Today in our period B MFM1P class we started investigating ratios and proportional reasoning.
We started using Dan Meyers 3-Act Math problem “Sugar Packets”. After watching the video, students were engaged and grossed out at the thought. Then, they were each given a different size of beverage (juice boxes, chocolate milk, small soda cans, large soda bottles, iced coffee, iced tea, gatorade and lower sugar gatorade, powerade, snapple, vitamin water, etc.). Groups had to figure out how many sugar packets were in each beverage container.
After collecting all that data, we talked about if this was a fair comparison to base our decisions on. Students decided that it was not fair because each container was a different size. Groups then began the difficult work of figuring out how to find the number of sugar packets in a 591 mL sized bottle of their beverage.
Some groups found a unit rate (number of sugar packets in 1 mL and then multiplied by 591 mL), some groups found out how many “times” larger the 591 mL bottle was and then multiplied the number of sugar packets by the same. Lastly, one group used an additive method to figure out how many of the smaller containers were in the larger one and then did the same thing to the sugar packets.
We consolidated by setting up ratios and then comparing a few different algebraic methods for solving it. We ended up with a great discussion on types of beverages, types of sugar (fruit sugar, liquid sugar, corn syrup) and ratios.
We started talking about our Proportional Reasoning Task #1 in class today. Students will create scale models or drawings (and explain how they did it) to demonstrate their understanding of ratios. They were given three options:
- Minecraft scale model – create a scale, find or measure the dimensions of an object or room and build a scale model in Minecraft
- Art enlargement – find or create a small image and enlarge it using a scale created by the student
- 3D Printed scale model – create a scale, find or measure the dimensions of an object and design a scale model of it. Then print using one of our 3D printers.
Of course, my very creative students pushed me to offer even more options. “Could we create a Lego scale model?”. Well, yes… that would be spectacular. Anything to show me that you understand ratios.
Much to my dismay, we have limited time to do this task. If we had my way, I’d do creative projects like this all semester and go really very deep. However, we have an amazing final task planned for this class which will relate back to this task. It will let us go much deeper. We will only have 2-3 periods to work on this one.
As teachers, we are moving so very far out of our comfort zones on this one. I had never played Minecraft before. Thanks to an OTF Co-op Ministry grant, I now have a server set up through the folks at Minecraft EDU and a world with 10 really neat workspaces for groups. I now know what it means to “teleport to spawn location”. Yikes. I’m much more comfortable with the 3D Printer, but to be honest the design aspect is still very new to me. I have not spent much time learning how different design programs work. My students in previous classes figured out what they need to design what they wanted. I spent the time troubleshooting the file types and 3D printer itself.

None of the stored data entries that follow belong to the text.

//! Secondary fan-out: resolve validator monikers for the addresses collected
//! during the primary fan-out, then write them (and explorer links) back.

use super::store::{AddressRef, AggregationStore, NetworkEntry};
use crate::errors::QueryError;
use crate::query::parse::parse_moniker;
use crate::query::{ClientCache, Endpoint, TelemetrySink};
use crate::types::{ChainInfo, Explorer, NetworkName, Subject};
use std::collections::{BTreeMap, BTreeSet, HashMap};
use std::sync::Arc;
use tokio::sync::Mutex;
use tokio::task::JoinSet;

pub type NameTable = HashMap<AddressRef, String>;

/// network → account address → explorer page
pub type AccountLinks = BTreeMap<NetworkName, BTreeMap<String, String>>;

async fn lookup_name(
    reference: &AddressRef,
    chain: &ChainInfo,
    clients: &ClientCache,
    telemetry: &dyn TelemetrySink,
) -> Result<String, QueryError> {
    let client = clients.get_or_connect(chain).await?;
    let outcome = client
        .query(&Endpoint::Validator {
            address: reference.address.clone(),
        })
        .await;
    telemetry.record(&outcome.telemetry);
    parse_moniker(outcome.result?)
}

/// Resolve one name per distinct reference, concurrently
///
/// Failures are logged and leave the name out of the table.
pub async fn resolve_names(
    references: &[AddressRef],
    chains: &HashMap<NetworkName, Arc<ChainInfo>>,
    clients: Arc<ClientCache>,
    telemetry: Arc<dyn TelemetrySink>,
) -> NameTable {
    let distinct: BTreeSet<&AddressRef> = references.iter().collect();
    let names = Arc::new(Mutex::new(NameTable::new()));
    let mut units = JoinSet::new();

    for reference in distinct {
        let Some(chain) = chains.get(&reference.network).cloned() else {
            log::warn!("⚠️  No chain info for {}, skipping name of {}", reference.network, reference.address);
            continue;
        };
        let reference = reference.clone();
        let clients = clients.clone();
        let telemetry = telemetry.clone();
        let names = names.clone();

        units.spawn(async move {
            match lookup_name(&reference, &chain, &clients, telemetry.as_ref()).await {
                Ok(name) => {
                    names.lock().await.insert(reference, name);
                }
                Err(e) => {
                    log::warn!(
                        "⚠️  Name lookup failed for {} on {}: {}",
                        reference.address,
                        reference.network,
                        e
                    );
                }
            }
        });
    }

    super::scheduler::join_units(units).await;

    let mut names = names.lock().await;
    std::mem::take(&mut *names)
}

/// Fill validator names and explorer links throughout the store
pub fn apply_names(
    store: &mut AggregationStore,
    names: &NameTable,
    explorers: &HashMap<NetworkName, Explorer>,
) {
    for (network, _, records) in store.data_mut() {
        let explorer = explorers.get(network);
        for record in records.iter_mut() {
            for validator in record.validators_mut() {
                let key = AddressRef {
                    network: network.clone(),
                    address: validator.address.clone(),
                };
                validator.name = names.get(&key).cloned();
                validator.explorer_url = explorer.map(|e| e.validator_link(&validator.address));
            }
        }
    }
}

/// Explorer link for every account subject in the store
pub fn account_links(store: &AggregationStore, explorers: &HashMap<NetworkName, Explorer>) -> AccountLinks {
    let mut links = AccountLinks::new();
    for (network, entry) in store.networks() {
        let (NetworkEntry::Results(subjects), Some(explorer)) = (entry, explorers.get(network)) else {
            continue;
        };
        for subject in subjects.keys() {
            if let Subject::Account(address) = subject {
                links
                    .entry(network.clone())
                    .or_default()
                    .insert(address.clone(), explorer.account_link(address));
            }
        }
    }
    links
}

#[cfg(test)]
mod tests {
    use super::*;
    use crate::pipeline::store::{Collector, SlotKey};
    use crate::types::{Amount, Category, Record, Subject, ValidatorRef};

    #[test]
    fn test_apply_names_and_links() {
        let hub = NetworkName::parse("cosmoshub").unwrap();
        let mut store = AggregationStore::new();
        store.open_network(hub.clone());
        let mut collector = Collector::new(store);
        collector.record(
            SlotKey {
                network: hub.clone(),
                subject: Subject::Account("cosmos1abc".to_string()),
                category: Category::Delegation,
            },
            Ok(vec![
                Record::Delegation {
                    validator: ValidatorRef::new("valoper1known"),
                    amount: Amount::new(1.0, "uatom"),
                },
                Record::Delegation {
                    validator: ValidatorRef::new("valoper1unknown"),
                    amount: Amount::new(2.0, "uatom"),
                },
            ]),
        );

        let names = NameTable::from([(
            AddressRef {
                network: hub.clone(),
                address: "valoper1known".to_string(),
            },
            "Figment".to_string(),
        )]);
        let explorers = HashMap::from([(
            hub.clone(),
            Explorer {
                account_url: "https://mintscan.io/cosmos/address/{}".to_string(),
                validator_url: "https://mintscan.io/cosmos/validators/{}".to_string(),
            },
        )]);

        apply_names(&mut collector.store, &names, &explorers);

        let records = collector.store.records(
            &hub,
            &Subject::Account("cosmos1abc".to_string()),
            Category::Delegation,
        );
        let first = records[0].validators()[0];
        assert_eq!(first.name.as_deref(), Some("Figment"));
        assert_eq!(
            first.explorer_url.as_deref(),
            Some("https://mintscan.io/cosmos/validators/valoper1known")
        );
        let second = records[1].validators()[0];
        assert_eq!(second.name, None);
        assert!(second.explorer_url.is_some());
    }

    #[test]
    fn test_account_links_skip_network_subjects() {
        let hub = NetworkName::parse("cosmoshub").unwrap();
        let mut store = AggregationStore::new();
        store.open_network(hub.clone());
        store.fail_network(NetworkName::parse("juno").unwrap(), "unknown network juno");
        let mut collector = Collector::new(store);
        for subject in [Subject::Account("cosmos1abc".to_string()), Subject::Network] {
            collector.record(
                SlotKey {
                    network: hub.clone(),
                    subject,
                    category: Category::Supply,
                },
                Ok(Vec::new()),
            );
        }
        let explorers = HashMap::from([(
            hub.clone(),
            Explorer {
                account_url: "https://mintscan.io/cosmos/address/{}".to_string(),
                validator_url: "https://mintscan.io/cosmos/validators/{}".to_string(),
            },
        )]);

        let links = account_links(&collector.store, &explorers);
        assert_eq!(links.len(), 1);
        assert_eq!(links[&hub].len(), 1);
        assert_eq!(links[&hub]["cosmos1abc"], "https://mintscan.io/cosmos/address/cosmos1abc");
    }
}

Some students in our class were worried because they bring their own tablets to class (not laptops) and the 3D design program I showed off works on laptops best. We solved that problem too. Students are pretty excited. About half chose Minecraft and half 3D printing. Only 1 or 2 chose the art task, which surprised me.
Our assessment will ultimately bebased on the presentation and explanation of how they chose their scale, and how they set up and solved ratios to determine 3 or 4 dimensions of their model. This may be done in Educreations, using a cell phone video camera, Explain Everything, using Camtasia screen capture on a laptop, conferencing with students or a presentation to the class.
The next couple of days are going to be crazy, insane and totally out of my comfort zone. If you have any tips or tricks for us, we’d greatly appreciate it. My fingers are crossed that this works out!